> Task: Look through the records, and whenever a line includes the word "them", copy it.

> Data excerpts:
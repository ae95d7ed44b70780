pub mod executor;
pub mod kernel;
pub mod policy;
pub mod store;
pub mod supervisor;

use std::fmt;
use std::str::FromStr;

use bitcoin::hashes::{Hash as _, sha256};
use bitcoin::secp256k1::PublicKey;
use bitcoin::{ScriptBuf, Txid};
use rand::RngCore as _;
use serde::{Deserialize, Serialize};

use crate::errors::FailureReason;
use crate::server::ProtocolVersion;

/// Swap identity: SHA-256 of the preimage.
#[derive(Debug, Clone, Copy, PartialEq, Eq, Hash, PartialOrd, Ord, Serialize, Deserialize)]
#[serde(transparent)]
pub struct SwapHash(pub sha256::Hash);

impl SwapHash {
    pub fn from_bytes(bytes: [u8; 32]) -> Self {
        Self(sha256::Hash::from_byte_array(bytes))
    }

    pub fn to_byte_array(self) -> [u8; 32] {
        self.0.to_byte_array()
    }
}

impl fmt::Display for SwapHash {
    fn fmt(&self, f: &mut fmt::Formatter<'_>) -> fmt::Result {
        self.0.fmt(f)
    }
}

impl FromStr for SwapHash {
    type Err = <sha256::Hash as FromStr>::Err;

    fn from_str(s: &str) -> Result<Self, Self::Err> {
        Ok(Self(sha256::Hash::from_str(s)?))
    }
}

/// 32-byte swap secret. The initiating party generates it; every other
/// participant learns it only through settlement or an on-chain reveal.
#[derive(Clone, Copy, PartialEq, Eq)]
pub struct Preimage([u8; 32]);

impl Preimage {
    pub fn new(bytes: [u8; 32]) -> Self {
        Self(bytes)
    }

    pub fn generate() -> Self {
        let mut bytes = [0u8; 32];
        rand::thread_rng().fill_bytes(&mut bytes);
        Self(bytes)
    }

    pub fn hash(&self) -> SwapHash {
        SwapHash(sha256::Hash::hash(&self.0))
    }

    pub fn as_bytes(&self) -> &[u8; 32] {
        &self.0
    }
}

// The secret must not leak through logs; show only the hash.
impl fmt::Debug for Preimage {
    fn fmt(&self, f: &mut fmt::Formatter<'_>) -> fmt::Result {
        write!(f, "Preimage(hash={})", self.hash())
    }
}

impl Serialize for Preimage {
    fn serialize<S: serde::Serializer>(&self, serializer: S) -> Result<S::Ok, S::Error> {
        serializer.serialize_str(&hex::encode(self.0))
    }
}

impl<'de> Deserialize<'de> for Preimage {
    fn deserialize<D: serde::Deserializer<'de>>(deserializer: D) -> Result<Self, D::Error> {
        let s = String::deserialize(deserializer)?;
        let bytes = hex::decode(&s).map_err(serde::de::Error::custom)?;
        let bytes: [u8; 32] = bytes
            .try_into()
            .map_err(|_| serde::de::Error::custom("preimage must be 32 bytes"))?;
        Ok(Self(bytes))
    }
}

#[derive(Debug, Clone, Copy, PartialEq, Eq, Serialize, Deserialize)]
#[serde(rename_all = "snake_case")]
pub enum SwapDirection {
    /// Off-chain balance out to on-chain coins.
    LoopOut,
    /// On-chain coins in to off-chain balance.
    LoopIn,
}

impl fmt::Display for SwapDirection {
    fn fmt(&self, f: &mut fmt::Formatter<'_>) -> fmt::Result {
        match self {
            SwapDirection::LoopOut => write!(f, "loop out"),
            SwapDirection::LoopIn => write!(f, "loop in"),
        }
    }
}

/// Who broadcasts the loop in htlc. With `External` the client's own wallet
/// is not involved; the htlc is awaited as an inbound chain event and the
/// point of no return is its first on-chain observation.
#[derive(Debug, Clone, Copy, PartialEq, Eq, Serialize, Deserialize)]
#[serde(rename_all = "snake_case")]
pub enum HtlcBroadcaster {
    Internal,
    External,
}

/// Immutable swap parameters, fixed before the first event is appended.
#[derive(Debug, Clone, PartialEq, Serialize, Deserialize)]
pub struct Contract {
    pub direction: SwapDirection,
    pub amount_sat: u64,
    pub swap_hash: SwapHash,
    /// Loop out: the client-generated secret, persisted so a restarted
    /// client can always sweep. Loop in clients never hold it up front.
    pub preimage: Option<Preimage>,
    pub sender_key: PublicKey,
    pub receiver_key: PublicKey,
    pub cltv_expiry: u32,

    /// Server fee accepted at quote time; what `cost_server` will reflect
    /// on success.
    pub swap_fee_sat: u64,

    pub max_miner_fee_sat: u64,
    pub max_swap_fee_sat: u64,
    pub max_swap_routing_fee_sat: Option<u64>,
    pub max_prepay_routing_fee_sat: Option<u64>,
    pub max_prepay_amount_sat: Option<u64>,

    pub initiation_height: u32,
    pub created_at_unix: u64,
    pub publication_deadline_unix: u64,
    pub protocol_version: ProtocolVersion,
    pub htlc_broadcaster: HtlcBroadcaster,

    /// Loop out: server-issued invoices.
    pub swap_invoice: Option<String>,
    pub prepay_invoice: Option<String>,
    /// Loop in: client-issued invoice handed to the server.
    pub loop_in_invoice: Option<String>,

    /// Loop out: sweep destination and fee-estimate target.
    pub sweep_address: Option<String>,
    pub sweep_conf_target: Option<u32>,

    /// Loop out: channel to pay out of, if constrained.
    pub outgoing_channel: Option<u64>,
    /// Loop in: route constraint, also the per-peer griefing-bound key.
    pub last_hop: Option<PublicKey>,
}

/// Monotonic cost accumulators; the kernel only ever adds to these.
#[derive(Debug, Clone, Copy, Default, PartialEq, Eq, Serialize, Deserialize)]
pub struct SwapCosts {
    pub server_sat: u64,
    pub onchain_sat: u64,
    pub offchain_sat: u64,
}

/// Per-swap phase. Variants carry only data meaningful in that phase;
/// terminal variants have no way back out (the sole exception is a sweep
/// reorg regressing `Succeeded`, see the kernel).
#[derive(Debug, Clone, PartialEq, Serialize, Deserialize)]
#[serde(rename_all = "snake_case")]
pub enum SwapPhase {
    Created,
    PrepayInFlight,
    PrepayPaid,
    HtlcPublished { txid: Txid },
    HtlcConfirmed { txid: Txid, height: u32 },
    PreimageRevealed,
    Sweeping { txid: Txid },
    Refunding { txid: Txid },
    Succeeded,
    Refunded,
    Failed { reason: FailureReason },
}

impl SwapPhase {
    pub fn is_terminal(&self) -> bool {
        matches!(
            self,
            SwapPhase::Succeeded | SwapPhase::Refunded | SwapPhase::Failed { .. }
        )
    }

    /// Cost fields are user-visible only once the swap has left the initial
    /// phases, where they would still be partial.
    pub fn reports_costs(&self) -> bool {
        matches!(
            self,
            SwapPhase::Refunding { .. }
                | SwapPhase::Succeeded
                | SwapPhase::Refunded
                | SwapPhase::Failed { .. }
        )
    }

    pub fn label(&self) -> &'static str {
        match self {
            SwapPhase::Created => "created",
            SwapPhase::PrepayInFlight => "prepay_in_flight",
            SwapPhase::PrepayPaid => "prepay_paid",
            SwapPhase::HtlcPublished { .. } => "htlc_published",
            SwapPhase::HtlcConfirmed { .. } => "htlc_confirmed",
            SwapPhase::PreimageRevealed => "preimage_revealed",
            SwapPhase::Sweeping { .. } => "sweeping",
            SwapPhase::Refunding { .. } => "refunding",
            SwapPhase::Succeeded => "succeeded",
            SwapPhase::Refunded => "refunded",
            SwapPhase::Failed { .. } => "failed",
        }
    }
}

/// Evolving swap state. A snapshot of this is persisted with every event;
/// replaying the event log through the kernel reproduces it exactly, so
/// nothing in here may come from a clock or another side channel.
#[derive(Debug, Clone, PartialEq, Serialize, Deserialize)]
pub struct SwapState {
    pub phase: SwapPhase,
    pub htlc_txid: Option<Txid>,
    pub htlc_vout: Option<u32>,
    pub htlc_conf_height: Option<u32>,
    /// Set when the htlc candidate matched the nested (NP2WSH) address.
    pub htlc_nested: bool,
    pub preimage: Option<Preimage>,
    pub sweep_txid: Option<Txid>,
    pub costs: SwapCosts,
    /// Latched when the kernel authorises the point-of-no-return effect.
    pub no_return: bool,
    /// On-chain fee already attributed to our own spend, so reorg
    /// re-publication never double-counts.
    pub counted_spend_fee_sat: u64,
}

impl SwapState {
    pub fn initial() -> Self {
        Self {
            phase: SwapPhase::Created,
            htlc_txid: None,
            htlc_vout: None,
            htlc_conf_height: None,
            htlc_nested: false,
            preimage: None,
            sweep_txid: None,
            costs: SwapCosts::default(),
            no_return: false,
            counted_spend_fee_sat: 0,
        }
    }
}

/// Inputs to the kernel. Everything that can advance a swap is one of
/// these, including deadlines and reorgs; the executor is responsible for
/// feeding them in per-swap total order.
#[derive(Debug, Clone, PartialEq, Serialize, Deserialize)]
#[serde(rename_all = "snake_case")]
pub enum SwapEvent {
    Initiated,
    PrepaySucceeded {
        routing_fee_sat: u64,
    },
    PrepayFailed {
        error: String,
    },
    SwapPaymentSucceeded {
        preimage: Preimage,
        routing_fee_sat: u64,
        swap_fee_sat: u64,
    },
    SwapPaymentFailed {
        error: String,
    },
    /// A transaction paying the htlc address was observed.
    HtlcCandidate {
        txid: Txid,
        vout: u32,
        amount_sat: u64,
        script_pubkey: ScriptBuf,
    },
    /// Loop in, internal broadcaster: our own funding broadcast went out.
    HtlcPublished {
        txid: Txid,
        vout: u32,
    },
    HtlcPublishFailed {
        error: String,
    },
    HtlcConfirmed {
        txid: Txid,
        height: u32,
    },
    InvoiceSettled {
        preimage: Preimage,
        swap_fee_sat: u64,
    },
    SweepPublished {
        txid: Txid,
        fee_sat: u64,
    },
    SweepConfirmed {
        txid: Txid,
        height: u32,
    },
    RefundPublished {
        txid: Txid,
        fee_sat: u64,
    },
    RefundConfirmed {
        txid: Txid,
        height: u32,
    },
    ConfirmationReorged {
        txid: Txid,
    },
    BlockConnected {
        height: u32,
    },
    PublicationDeadlineElapsed,
    CancelRequested,
}

impl SwapEvent {
    pub fn label(&self) -> &'static str {
        match self {
            SwapEvent::Initiated => "initiated",
            SwapEvent::PrepaySucceeded { .. } => "prepay_succeeded",
            SwapEvent::PrepayFailed { .. } => "prepay_failed",
            SwapEvent::SwapPaymentSucceeded { .. } => "swap_payment_succeeded",
            SwapEvent::SwapPaymentFailed { .. } => "swap_payment_failed",
            SwapEvent::HtlcCandidate { .. } => "htlc_candidate",
            SwapEvent::HtlcPublished { .. } => "htlc_published",
            SwapEvent::HtlcPublishFailed { .. } => "htlc_publish_failed",
            SwapEvent::HtlcConfirmed { .. } => "htlc_confirmed",
            SwapEvent::InvoiceSettled { .. } => "invoice_settled",
            SwapEvent::SweepPublished { .. } => "sweep_published",
            SwapEvent::SweepConfirmed { .. } => "sweep_confirmed",
            SwapEvent::RefundPublished { .. } => "refund_published",
            SwapEvent::RefundConfirmed { .. } => "refund_confirmed",
            SwapEvent::ConfirmationReorged { .. } => "confirmation_reorged",
            SwapEvent::BlockConnected { .. } => "block_connected",
            SwapEvent::PublicationDeadlineElapsed => "publication_deadline_elapsed",
            SwapEvent::CancelRequested => "cancel_requested",
        }
    }
}

/// Effects the executor must carry out for the kernel. The kernel never
/// performs them itself.
#[derive(Debug, Clone, PartialEq, Eq)]
pub enum SwapAction {
    PayPrepay,
    PaySwapInvoice,
    BroadcastHtlc,
    PublishSweep,
    PublishRefund,
    WatchHtlc,
    CancelInvoice,
    MarkTerminal { outcome: SwapOutcome },
}

#[derive(Debug, Clone, Copy, PartialEq, Eq, Serialize, Deserialize)]
#[serde(rename_all = "snake_case")]
pub enum SwapOutcome {
    Succeeded,
    Failed,
    Refunded,
}

impl SwapOutcome {
    pub fn as_str(self) -> &'static str {
        match self {
            SwapOutcome::Succeeded => "succeeded",
            SwapOutcome::Failed => "failed",
            SwapOutcome::Refunded => "refunded",
        }
    }

    pub fn parse(s: &str) -> Option<Self> {
        match s {
            "succeeded" => Some(SwapOutcome::Succeeded),
            "failed" => Some(SwapOutcome::Failed),
            "refunded" => Some(SwapOutcome::Refunded),
            _ => None,
        }
    }
}

/// Status record emitted on every state change, the shape the outer RPC
/// relays to users.
#[derive(Debug, Clone, Serialize)]
pub struct SwapStatus {
    pub swap_hash: SwapHash,
    pub direction: SwapDirection,
    pub phase: SwapPhase,
    pub amount_sat: u64,
    pub htlc_address_p2wsh: Option<String>,
    pub htlc_address_np2wsh: Option<String>,
    pub last_update_unix: u64,
    /// `None` while the swap is still in the phases where totals are partial.
    pub costs: Option<SwapCosts>,
}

> Task response:
/// feeding them in per-swap total order.
/// performs them itself.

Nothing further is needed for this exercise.